Agriculture is the backbone of the Indian economy since 75 per cent of the population depends on it directly and indirectly. Increased agricultural demand is significant in developing a plant and enhancing its production [1]. Environmental concerns like usage of pesticides, ecological degradation of natural resources, expansion of global trade, growth of human population, changes in consumer patterns and technological advancements have resulted in a new agricultural revolution. This revolution uses digital tools to boost productivity and enhance agricultural input management [2]. Improved agricultural tools allow farmers to examine the spatial-temporal variability of several crucial parameters influencing plant health and yield. These data are collected by sensors to aid decision-making. Since agricultural insects are regarded as crucial elements in a global agricultural economy, regulating those elements using programs like insect population management and dynamic surveys via monitoring systems is essential. The existence of numerous pest species in crops is a significant hazard in the field of agriculture. The manual classification s takes a long time and is not accurate enough in the pest detection process [3].

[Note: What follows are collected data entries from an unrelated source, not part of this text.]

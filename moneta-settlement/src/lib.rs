pub mod aggregator;
pub mod asset_map;
pub mod clients;
pub mod config;
pub mod engine;
pub mod error;
pub mod fixture;
pub mod plan;

pub use aggregator::{AggregatedBalances, BalanceAggregator, ChainFailure, HotWalletBalance};
pub use asset_map::{AssetMappingEntry, AssetNetworkMapper};
pub use clients::{ClientError, ExchangeClient, WalletClient};
pub use config::SettlementConfig;
pub use engine::{SettlementEngine, SettlementReport, SettlementResult};
pub use error::{Result, SettlementError};
pub use plan::{
    compute_plan, proportional_distribution, required_exchange_balance, settlement_amount,
    PlannedTransfer, SettlementPlan,
};
use chrono::Utc;

use moneta_common::{Amount, CurrencyKey, PageRequest};
use moneta_ledger::{AccountLedger, MutationKind};
use moneta_store::Store;
use moneta_withdrawal::{
    DailyLimits, WithdrawalError, WithdrawalStateMachine, WithdrawalStatus,
};

fn usdt() -> CurrencyKey {
    CurrencyKey::new(
        "eip155:1",
        "eip155:1/erc20:0xdac17f958d2ee523a2206206994597c13d831ec7",
    )
    .unwrap()
}

fn dai() -> CurrencyKey {
    CurrencyKey::new(
        "eip155:1",
        "eip155:1/erc20:0x6b175474e89094c44da98b954eedeac495271d0f",
    )
    .unwrap()
}

fn machine_with_limit(dir: &tempfile::TempDir, limit: &str) -> WithdrawalStateMachine {
    let store = Store::open(dir.path()).unwrap();
    let mut limits = DailyLimits::new();
    limits.set(&usdt(), Amount::parse(limit).unwrap());
    WithdrawalStateMachine::new(store, limits).unwrap()
}

#[tokio::test]
async fn lifecycle_happy_path() {
    let dir = tempfile::tempdir().unwrap();
    let machine = machine_with_limit(&dir, "1000000");

    let beneficiary = machine
        .register_beneficiary("user-1", "eip155:1", "0xdest")
        .await
        .unwrap();
    let withdrawal = machine
        .request_withdrawal(&beneficiary.id, &usdt(), Amount::parse("500").unwrap(), Utc::now())
        .await
        .unwrap();
    assert_eq!(withdrawal.status, WithdrawalStatus::Requested);

    let sent = machine
        .mark_sent(&withdrawal.id, Amount::parse("498").unwrap(), "0xtx", Utc::now())
        .await
        .unwrap();
    assert_eq!(sent.status, WithdrawalStatus::Sent);
    assert_eq!(sent.sent_hash.as_deref(), Some("0xtx"));

    let confirmed = machine
        .mark_confirmed(&withdrawal.id, Utc::now())
        .await
        .unwrap();
    assert_eq!(confirmed.status, WithdrawalStatus::Confirmed);
    assert!(confirmed.confirmed_date.is_some());
}

#[tokio::test]
async fn confirm_on_requested_is_a_definitive_conflict() {
    let dir = tempfile::tempdir().unwrap();
    let machine = machine_with_limit(&dir, "1000000");

    let beneficiary = machine
        .register_beneficiary("user-1", "eip155:1", "0xdest")
        .await
        .unwrap();
    let withdrawal = machine
        .request_withdrawal(&beneficiary.id, &usdt(), Amount::parse("500").unwrap(), Utc::now())
        .await
        .unwrap();

    let err = machine
        .mark_confirmed(&withdrawal.id, Utc::now())
        .await
        .unwrap_err();
    assert!(matches!(err, WithdrawalError::InvalidTransition { .. }));

    // The failed call must not have moved the withdrawal.
    let current = machine.get_withdrawal(&withdrawal.id).await.unwrap();
    assert_eq!(current.status, WithdrawalStatus::Requested);
}

#[tokio::test]
async fn exactly_one_refund_decision_from_failed() {
    let dir = tempfile::tempdir().unwrap();
    let machine = machine_with_limit(&dir, "1000000");

    let beneficiary = machine
        .register_beneficiary("user-1", "eip155:1", "0xdest")
        .await
        .unwrap();
    let withdrawal = machine
        .request_withdrawal(&beneficiary.id, &usdt(), Amount::parse("500").unwrap(), Utc::now())
        .await
        .unwrap();
    machine
        .mark_failed(&withdrawal.id, Utc::now(), "node rejected tx")
        .await
        .unwrap();

    let approved = machine
        .approve_refund(&withdrawal.id, "admin-1", Utc::now())
        .await
        .unwrap();
    assert_eq!(approved.status, WithdrawalStatus::RefundApproved);
    assert_eq!(approved.refund_reviewer_id.as_deref(), Some("admin-1"));

    let err = machine
        .reject_refund(&withdrawal.id, "admin-2", "already approved", Utc::now())
        .await
        .unwrap_err();
    assert!(matches!(err, WithdrawalError::InvalidTransition { .. }));
}

#[tokio::test]
async fn refund_approval_requires_failed_status() {
    let dir = tempfile::tempdir().unwrap();
    let machine = machine_with_limit(&dir, "1000000");

    let beneficiary = machine
        .register_beneficiary("user-1", "eip155:1", "0xdest")
        .await
        .unwrap();
    let withdrawal = machine
        .request_withdrawal(&beneficiary.id, &usdt(), Amount::parse("500").unwrap(), Utc::now())
        .await
        .unwrap();

    let err = machine
        .approve_refund(&withdrawal.id, "admin-1", Utc::now())
        .await
        .unwrap_err();
    assert!(matches!(err, WithdrawalError::InvalidTransition { .. }));

    let current = machine.get_withdrawal(&withdrawal.id).await.unwrap();
    assert!(current.refund_reviewer_id.is_none());
    assert!(current.refund_approved_date.is_none());
}

#[tokio::test]
async fn approved_refund_credits_the_funding_account() {
    let dir = tempfile::tempdir().unwrap();
    let store = Store::open(dir.path()).unwrap();
    let ledger = AccountLedger::new(store.clone()).unwrap();
    let machine = WithdrawalStateMachine::new(store, DailyLimits::new()).unwrap();

    let beneficiary = machine
        .register_beneficiary("user-7", "eip155:1", "0xdest")
        .await
        .unwrap();
    let withdrawal = machine
        .request_withdrawal(&beneficiary.id, &usdt(), Amount::parse("750").unwrap(), Utc::now())
        .await
        .unwrap();
    machine
        .mark_failed(&withdrawal.id, Utc::now(), "chain halted")
        .await
        .unwrap();
    machine
        .approve_refund_and_credit(&ledger, &withdrawal.id, "admin-1", Utc::now())
        .await
        .unwrap();

    let accounts = ledger.get_balances("user-7").await.unwrap();
    assert_eq!(accounts.len(), 1);
    assert_eq!(accounts[0].balance, Amount::parse("750").unwrap());

    let history = ledger
        .get_transaction_history(
            &accounts[0].id,
            moneta_ledger::HistoryFilter::default(),
            PageRequest::first(10),
        )
        .await
        .unwrap();
    assert_eq!(history.items[0].kind, MutationKind::WithdrawalRefunded);
    assert_eq!(
        history.items[0].links.withdrawal_id.as_deref(),
        Some(withdrawal.id.as_str())
    );
}

#[tokio::test]
async fn daily_limit_ignores_failed_and_refunded_requests() {
    let dir = tempfile::tempdir().unwrap();
    let machine = machine_with_limit(&dir, "1000");

    let beneficiary = machine
        .register_beneficiary("user-1", "eip155:1", "0xdest")
        .await
        .unwrap();
    let now = Utc::now();

    let w1 = machine
        .request_withdrawal(&beneficiary.id, &usdt(), Amount::parse("300").unwrap(), now)
        .await
        .unwrap();
    machine
        .request_withdrawal(&beneficiary.id, &usdt(), Amount::parse("400").unwrap(), now)
        .await
        .unwrap();

    let remaining = machine
        .get_remaining_daily_limit("user-1", &usdt(), now)
        .await
        .unwrap();
    assert_eq!(remaining, Some(Amount::parse("300").unwrap()));

    // A failed request releases its slice of the limit.
    machine
        .mark_failed(&w1.id, now, "node rejected tx")
        .await
        .unwrap();
    let remaining = machine
        .get_remaining_daily_limit("user-1", &usdt(), now)
        .await
        .unwrap();
    assert_eq!(remaining, Some(Amount::parse("600").unwrap()));

    // Unconfigured currency is uncapped.
    let remaining = machine
        .get_remaining_daily_limit("user-1", &dai(), now)
        .await
        .unwrap();
    assert_eq!(remaining, None);
}

#[tokio::test]
async fn listing_is_request_date_descending_with_state_filter() {
    let dir = tempfile::tempdir().unwrap();
    let machine = machine_with_limit(&dir, "1000000");

    let beneficiary = machine
        .register_beneficiary("user-1", "eip155:1", "0xdest")
        .await
        .unwrap();

    let base = Utc::now();
    let mut ids = Vec::new();
    for i in 0..5 {
        let w = machine
            .request_withdrawal(
                &beneficiary.id,
                &usdt(),
                Amount::parse("10").unwrap(),
                base + chrono::Duration::seconds(i),
            )
            .await
            .unwrap();
        ids.push(w.id);
    }
    machine.mark_sent(&ids[0], Amount::parse("10").unwrap(), "0xtx", Utc::now()).await.unwrap();

    let page = machine
        .list_withdrawals("user-1", PageRequest::new(3, 0), None)
        .await
        .unwrap();
    assert_eq!(page.total_count, 5);
    assert_eq!(page.items.len(), 3);
    assert!(page.has_more);
    for pair in page.items.windows(2) {
        assert!(pair[0].request_date >= pair[1].request_date);
    }

    let sent_only = machine
        .list_withdrawals("user-1", PageRequest::new(10, 0), Some(WithdrawalStatus::Sent))
        .await
        .unwrap();
    assert_eq!(sent_only.total_count, 1);
    assert_eq!(sent_only.items[0].id, ids[0]);
}

#[tokio::test]
async fn request_validation() {
    let dir = tempfile::tempdir().unwrap();
    let machine = machine_with_limit(&dir, "1000");

    let err = machine
        .register_beneficiary("user-1", "not a chain", "0xdest")
        .await
        .unwrap_err();
    assert!(matches!(err, WithdrawalError::InvalidRequest(_)));

    let beneficiary = machine
        .register_beneficiary("user-1", "eip155:1", "0xdest")
        .await
        .unwrap();

    let err = machine
        .request_withdrawal(&beneficiary.id, &usdt(), Amount::parse("0").unwrap(), Utc::now())
        .await
        .unwrap_err();
    assert!(matches!(err, WithdrawalError::InvalidRequest(_)));

    let tron = CurrencyKey::new("tron:mainnet", "tron:mainnet/trc20:TR7NHqje").unwrap();
    let err = machine
        .request_withdrawal(&beneficiary.id, &tron, Amount::parse("10").unwrap(), Utc::now())
        .await
        .unwrap_err();
    assert!(matches!(err, WithdrawalError::InvalidRequest(_)));

    let err = machine
        .request_withdrawal("missing", &usdt(), Amount::parse("10").unwrap(), Utc::now())
        .await
        .unwrap_err();
    assert!(matches!(err, WithdrawalError::NotFound(_)));
}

Computer-based approaches can improve proper plant protection procedures and agriculture operations. Since the traditional manual pest classification methods consume much time and require lots of labour, computer-based approaches have become more prevalent in efficiently classifying pests. However, development in agricultural pest identification has declined dramatically in recent years, and new computer vision systems with machine learning as fully prepared formulas cannot reach satisfactory pest detection capability [4]. Image processing-based approaches are employed for detecting and classifying crop pests in this context. Reports reveal that incorporating deep learning models in image processing has been explored recently and generates enhanced results [5–9]. In the utilization of image processing algorithms, four processes like removing the background by pre-processing, segmenting the contaminated section, extracting the distinguishing features for further analysis and classifying the features using unsupervised clustering or supervised classification algorithms are involved [10–13].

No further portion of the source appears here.